One of an increasing number of talented Australian YA authors, Penni Russon is the author of the well-crafted and moving Undine trilogy, composed of Undine, Breathe and Drift. Her webpage and blog can be found at:http://www.pennirusson.com/
1. Your Undine trilogy might perhaps be characterised as YA urban fantasy. Your characters have a lot of depth and the books have an almost literary sensibility to them… there’s certainly no sense in anything having been “dummed down” for a YA market. What made you choose to write a YA trilogy, and did the awareness of the market permeate the writing, or was it something that came afterward?
It seems I forgot to grow up and stop reading kids books and start reading adult books. I mean I do read adult books, but only if they are good enough to lure me away from literature for children and young adult. I think of YA more as a genre than for a particular audience. I like stories that are driven by narrative and character, plots that are, you know, plotty… I knew I was writing for YA as I wrote them, but I wrote freely, with no sense that I was modifying my voice or vocabulary for an audience.

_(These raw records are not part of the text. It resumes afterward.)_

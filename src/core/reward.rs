//! Reward propagation: once-per-cycle credit assignment at reflect exit
//!
//! reward = k1 * support - k4 * incoherence + k2 * constraintSatisfied + k3 * feedback
//!
//! Credits are normalised participation weights times the reward. Each
//! participant's bias moves by `lr * credit`, then decays by `(1 - decay)`.

use std::collections::BTreeSet;
use serde_json::{json, Value};

use crate::{
    CREDIT_EVIDENCE, CREDIT_FORMAT, CREDIT_NOVELTY, CREDIT_VETO,
    REWARD_K1_SUPPORT, REWARD_K2_CONSTRAINT, REWARD_K3_FEEDBACK, REWARD_K4_INCOHERENCE,
};
use crate::core::hasher::{hash_value, is_sentinel, num};
use crate::types::{Answer, Cell, CellCredit, RewardRecord, Role};

/// External feedback slot. This core has no feedback source.
const FEEDBACK_PLACEHOLDER: f64 = 0.0;

/// Scalar reward for a cycle's answer
pub fn reward_value(answer: &Answer, entropy: f64) -> f64 {
    let support = if is_sentinel(&answer.evidence_hash) { 0.0 } else { 0.5 };
    let constraint_satisfied = if answer.content.is_some() { 1.0 } else { 0.0 };
    let incoherence = (entropy - 0.5).abs() * 0.5;

    REWARD_K1_SUPPORT * support - REWARD_K4_INCOHERENCE * incoherence
        + REWARD_K2_CONSTRAINT * constraint_satisfied
        + REWARD_K3_FEEDBACK * FEEDBACK_PLACEHOLDER
}

/// Raw participation weight of one executed cell
pub fn participation_weight(cell: &Cell, evidence: &BTreeSet<String>) -> f64 {
    let profile = cell.profile();
    let mut weight = 0.0;

    if cell
        .last_output_hash
        .as_ref()
        .is_some_and(|h| evidence.contains(h))
    {
        weight += CREDIT_EVIDENCE;
    }
    if profile.role == Role::Constraint && profile.veto {
        weight += CREDIT_VETO;
    }
    if profile.role == Role::Format {
        weight += CREDIT_FORMAT;
    }
    // novelty: any nonzero signal
    weight + CREDIT_NOVELTY
}

/// Hash of the id-sorted `(id, credit)` list
pub fn credits_hash(credits: &[CellCredit]) -> String {
    let pairs: Vec<Value> = credits
        .iter()
        .map(|c| json!([c.cell_id, num(c.credit)]))
        .collect();
    hash_value(&Value::Array(pairs))
}

/// Proof hash of a reward record
pub fn reward_proof_hash(reward: f64, credits_hash: &str, policy_hash: &str) -> String {
    hash_value(&json!({
        "reward": num(reward),
        "creditsHash": credits_hash,
        "policyHash": policy_hash,
    }))
}

/// Assign credit to this tick's participants and update their bias.
///
/// Participants are the cells in `executed` whose last signal is nonzero.
#[allow(clippy::too_many_arguments)]
pub fn propagate(
    tick: u64,
    answer: &Answer,
    entropy: f64,
    executed: &[u8],
    cells: &mut [Cell],
    evidence: &BTreeSet<String>,
    decay: f64,
    policy_hash: &str,
) -> RewardRecord {
    let reward = reward_value(answer, entropy);

    let mut ids: Vec<u8> = executed
        .iter()
        .copied()
        .filter(|id| cells[*id as usize].last_signal != 0.0)
        .collect();
    ids.sort_unstable();
    ids.dedup();

    let weights: Vec<(u8, f64)> = ids
        .iter()
        .map(|id| (*id, participation_weight(&cells[*id as usize], evidence)))
        .collect();
    let total: f64 = weights.iter().map(|(_, w)| w).sum();

    let mut credits = Vec::with_capacity(weights.len());
    if total > 0.0 {
        for (id, weight) in weights {
            let credit = weight / total * reward;
            let cell = &mut cells[id as usize];
            cell.bias += cell.lr * credit;
            cell.bias *= 1.0 - decay;
            credits.push(CellCredit { cell_id: id, credit });
        }
    }

    let credits_hash = credits_hash(&credits);
    let proof_hash = reward_proof_hash(reward, &credits_hash, policy_hash);

    tracing::info!(tick, reward, participants = credits.len(), "reward propagated");

    RewardRecord {
        tick,
        reward,
        credits,
        credits_hash,
        evidence_hash: answer.evidence_hash.clone(),
        proposal_hash: answer.proposal_hash.clone(),
        policy_hash: policy_hash.to_string(),
        proof_hash,
    }
}

// =============================================================================
// TESTS
// =============================================================================
//! Masking law: per-tick, per-cell execution eligibility
//!
//! Rules, first match wins:
//! 1. act/reflect and domain != SAFE        -> collapse-locked
//! 2. domain not in the phase allowlist      -> domain-inactive
//! 3. lane not in the phase allowlist        -> lane-blocked
//! 4. tick > 0 and |last_signal| < 1e-6      -> zero-info-gain
//! 5. mandatory per-id policy (10, 24, 25, 27) -> policy-deny
//!
//! Fixpoint redundancy is not a masking rule; the verifier audits it.

use crate::ZERO_INFO_EPSILON;
use crate::types::{Cell, Domain, Lane, MaskDecision, MaskReason, MaskSet, Phase};

/// Cell ids with a mandatory policy
pub const STATE_WATCH_ID: u8 = 10;
pub const BOOT_MARK_ID: u8 = 24;
pub const CLUSTER_SYNC_ID: u8 = 25;
pub const ANSWER_ECHO_ID: u8 = 27;

/// Domains admitted by each phase
pub fn phase_domains(phase: Phase) -> &'static [Domain] {
    match phase {
        Phase::Perceive => &[Domain::Perception, Domain::Memory, Domain::Safe],
        Phase::Represent => &[Domain::Representation, Domain::Perception, Domain::Memory, Domain::Safe],
        Phase::Reason => &[Domain::Reasoning, Domain::Representation, Domain::Safe],
        Phase::Decide => &[Domain::Decision, Domain::Reasoning, Domain::Safe],
        Phase::Act => &[Domain::Safe],
        Phase::Reflect => &[Domain::Safe],
    }
}

/// Lanes admitted by each phase
pub fn phase_lanes(phase: Phase) -> &'static [Lane] {
    match phase {
        Phase::Perceive | Phase::Represent => &[Lane::Evidence, Lane::Control],
        Phase::Reason => &[Lane::Evidence, Lane::Proposal, Lane::Control],
        Phase::Decide => &[Lane::Evidence, Lane::Proposal, Lane::Constraint, Lane::Control],
        Phase::Act | Phase::Reflect => &[Lane::Evidence, Lane::Constraint, Lane::Control],
    }
}

/// Engine facts the per-id policies read
#[derive(Debug, Clone, Copy, PartialEq, Eq)]
pub struct MaskContext {
    pub tick: u64,
    pub phase: Phase,
    /// Cluster id differs from the previous tick (true on the first tick)
    pub cluster_changed: bool,
    /// An Answer has been produced at some earlier point
    pub answer_exists: bool,
    /// A state-writing kernel changed state during the previous tick
    pub state_mutated: bool,
}

/// Decide eligibility for one cell
pub fn decide(cell: &Cell, ctx: &MaskContext) -> MaskDecision {
    let profile = cell.profile();

    if ctx.phase.is_post_collapse() && profile.domain != Domain::Safe {
        return MaskDecision::Masked(MaskReason::M1_COLLAPSE_LOCKED);
    }
    if !phase_domains(ctx.phase).contains(&profile.domain) {
        return MaskDecision::Masked(MaskReason::M2_DOMAIN_INACTIVE);
    }
    if !phase_lanes(ctx.phase).contains(&profile.lane) {
        return MaskDecision::Masked(MaskReason::M3_LANE_BLOCKED);
    }
    if ctx.tick > 0 && cell.last_signal.abs() < ZERO_INFO_EPSILON {
        return MaskDecision::Masked(MaskReason::M4_ZERO_INFO_GAIN);
    }
    if !policy_allows(cell.id, ctx) {
        return MaskDecision::Masked(MaskReason::M5_POLICY_DENY);
    }
    MaskDecision::Eligible
}

fn policy_allows(id: u8, ctx: &MaskContext) -> bool {
    match id {
        BOOT_MARK_ID => ctx.tick == 0,
        CLUSTER_SYNC_ID => ctx.cluster_changed,
        ANSWER_ECHO_ID => ctx.answer_exists,
        STATE_WATCH_ID => ctx.state_mutated,
        _ => true,
    }
}

/// Apply the masking law to the whole population, in id order
pub fn compute_masks(cells: &[Cell], ctx: &MaskContext) -> MaskSet {
    let decisions: Vec<MaskDecision> = cells.iter().map(|cell| decide(cell, ctx)).collect();
    let bits = decisions
        .iter()
        .enumerate()
        .filter(|(_, d)| d.is_eligible())
        .fold(0u32, |bits, (id, _)| bits | (1 << id));

    MaskSet {
        tick: ctx.tick,
        phase: ctx.phase,
        bits,
        decisions,
    }
}

// =============================================================================
// TESTS
// =============================================================================
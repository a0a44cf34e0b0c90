//! Integration tests for Slice 1 - hashing and the phase lattice
//!
//! Tests the canonical hasher contract and the phase algebra the engine steps through

use cell28::core::hasher::{canonicalize, hash_str, hash_value, low32, render, round_to};
use cell28::core::Barrier;
use cell28::types::{EngineError, Phase};
use cell28::SENTINEL_HASH;
use pretty_assertions::assert_eq;
use serde_json::json;

/// Same value, any key order: same hash
#[test]
fn test_hash_ignores_key_order() {
    let a = json!({"inputsHash": "h:1", "outputsHash": "h:2", "policyHash": "p"});
    let b = json!({"policyHash": "p", "inputsHash": "h:1", "outputsHash": "h:2"});
    assert_eq!(canonicalize(&a), canonicalize(&b));
    assert_eq!(hash_value(&a), hash_value(&b));
}

/// Nested objects are sorted at every level
#[test]
fn test_nested_canonical_form() {
    let value = json!({"b": [1, {"z": true, "a": null}], "a": "x"});
    assert_eq!(canonicalize(&value), r#"{"a":"x","b":[1,{"a":null,"z":true}]}"#);
}

/// Floats render in their shortest form; integers without a fraction
#[test]
fn test_number_rendering() {
    assert_eq!(canonicalize(&json!([1.0, 0.5, 0.32, 100])), "[1,0.5,0.32,100]");
    assert_eq!(canonicalize(&json!(1e-7)), "1e-7");
    assert_eq!(canonicalize(&json!(-0.0)), "0");
}

/// Hash format is h: + 8 lowercase hex
#[test]
fn test_hash_format() {
    let h = hash_str("⟁Pop⟁");
    assert!(h.starts_with("h:"));
    assert_eq!(h.len(), 10);
    assert!(h[2..].chars().all(|c| c.is_ascii_hexdigit() && !c.is_ascii_uppercase()));
    assert_eq!(render(low32(&h)), h);
}

/// Sentinel is never produced by ordinary subjects in practice, and low32 of it is 0
#[test]
fn test_sentinel() {
    assert_eq!(low32(SENTINEL_HASH), 0);
    assert_ne!(hash_str(""), SENTINEL_HASH);
}

/// Canonical hash is a pure function
#[test]
fn test_hash_deterministic() {
    let value = json!({"reward": 0.3, "creditsHash": "h:abc", "policyHash": "p"});
    let first = hash_value(&value);
    for _ in 0..10 {
        assert_eq!(hash_value(&value), first);
    }
}

/// Rounding keeps six decimals and normalises non-finite values
#[test]
fn test_round_to_six() {
    assert_eq!(round_to(0.123_456_789, 6), 0.123_457);
    assert_eq!(round_to(f64::NAN, 6), 0.0);
    assert_eq!(round_to(f64::INFINITY, 6), 0.0);
}

/// Twelve ticks from perceive: two full cycles
#[test]
fn test_phase_cycle() {
    let observed: Vec<Phase> = (0..12).map(Phase::at_tick).collect();
    let mut expected = Phase::ALL.to_vec();
    expected.extend(Phase::ALL);
    assert_eq!(observed, expected);
}

/// The lattice never skips a phase
#[test]
fn test_advance_clamped() {
    for phase in Phase::ALL {
        assert_eq!(phase.advance(5), phase.successor());
        assert_eq!(phase.advance(0), phase);
        assert_eq!(phase.distance_to(phase.advance(3)), 1);
    }
}

/// Join and meet follow the total order
#[test]
fn test_join_meet() {
    assert_eq!(Phase::Reason.join(Phase::Act), Phase::Act);
    assert_eq!(Phase::Reason.meet(Phase::Act), Phase::Reason);
    assert_eq!(Phase::Reflect.join(Phase::Perceive), Phase::Reflect);
    for a in Phase::ALL {
        for b in Phase::ALL {
            assert_eq!(a.join(b), b.join(a));
            assert_eq!(a.meet(b), b.meet(a));
        }
    }
}

/// Offset and distance are inverse around the cycle
#[test]
fn test_offset_distance() {
    for a in Phase::ALL {
        for b in Phase::ALL {
            assert_eq!(a.offset(a.distance_to(b)), b);
        }
    }
    assert_eq!(Phase::Reflect.distance_to(Phase::Perceive), 1);
}

/// Barrier is strictly open/release alternating
#[test]
fn test_barrier_protocol() {
    let mut barrier = Barrier::new();
    assert!(matches!(barrier.release(), Err(EngineError::Protocol(_))));

    barrier.open(hash_str("transition")).unwrap();
    assert!(barrier.is_open());
    assert!(matches!(
        barrier.open(hash_str("again")),
        Err(EngineError::Protocol(_))
    ));

    assert_eq!(barrier.release().unwrap(), hash_str("transition"));
    assert!(!barrier.is_open());
}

I love the term “urban fantasy”! I wish there was more of it in adult literary fiction.
2. What is your impression of the field in Australia at the moment? What has the reception to your books been like and how do you see yourself fitting into the broader context?
I have always loved Aus lit. I think it’s a very exciting field at the moment, receiving lots of international attention. It’s a growing field but there will always be an element of smallness to Australian lit and I think – as a writer – that’s quite nice. My books have been extremely well reviewed, though they’re not runaway bestsellers or anything (dammit!). Apparently at the Reading Matters conference my books were held up as an example of future trends…but I can’t remember specifically why! I think probably the crossoverness of them is indicative of the way a lot of writing is going. Books for older teenagers who might previously have read adult books. Books that blend and bend genres or write towards a new genre. Like I said above, I’d love to see more crossover between fantasy and literature in adult writing in Australia.
3. Now that the trilogy has been wrapped up with Drift, what are your future plans? Will you be working within the YA genre still? What are you writing at the moment?
Okay, just let me breathe into a paper bag for a minute. I seem to be writing at least three novels, no make that four. I have a contract for two with Allen & Unwin, but I am not entirely sure what those two books are going to be. I am just writing my way into all of these stories and seeing which one carries me. One is a verse novel, based on a very sad true story. One is the first book in a fantasy trilogy, more strictly fantasy than Undine, I guess, though I am inclined to say more fairytale than fantasy – as a mother of daughters I started thinking a lot about princesses lately, why they’re being so heavily marketed and if they are empowering or projecting stifling, materialistic or restrictive values and I want to explore the princess construct through fiction. The third is a younger kids book, a family drama, which is the most progressed but I am losing steam on it. And the final is a spooky little number about a tiny Thumbelina type character – I have the whole story shape in my head but the voice is being very elusive. I am also writing a Masters thesis on Neil Gaiman’s novel Coraline, which I think is pretty much a perfect children’s novel.
I do have an Aussie Chomp coming out in September and a novel called The Indigo Girls coming out in February next year with Allen & Unwin. So I haven’t been bone idle or anything.
4. Enough about writing. What books have you really enjoyed in recent times?
Right now I’m reading The Miraculous Journey of Edward Tulane by Kate DiCamillo. I think it’s going to make me cry – it’s so beautiful and tiny and crafted. I loved Uglies/Pretties/Specials by Scott Westerfeld – I thought they were very accomplished, and very morally complex, they spun my head around a few times. I’ve also been reading the Fables comics, with which I am entranced. I think it’s my first time reading comics as an adult – I was drawn (ha ha) to the beautiful artwork, but the narratives are truly addictive.
5. Finally, and perhaps most importantly, you’re given the opportunity to get it on with the fictional character you fancy most. Who’s it gonna be?
Snape (don’t judge me). This might be an Alan Rickman Truly Madly Deeply thing though. But it might also be a lack of closure thing.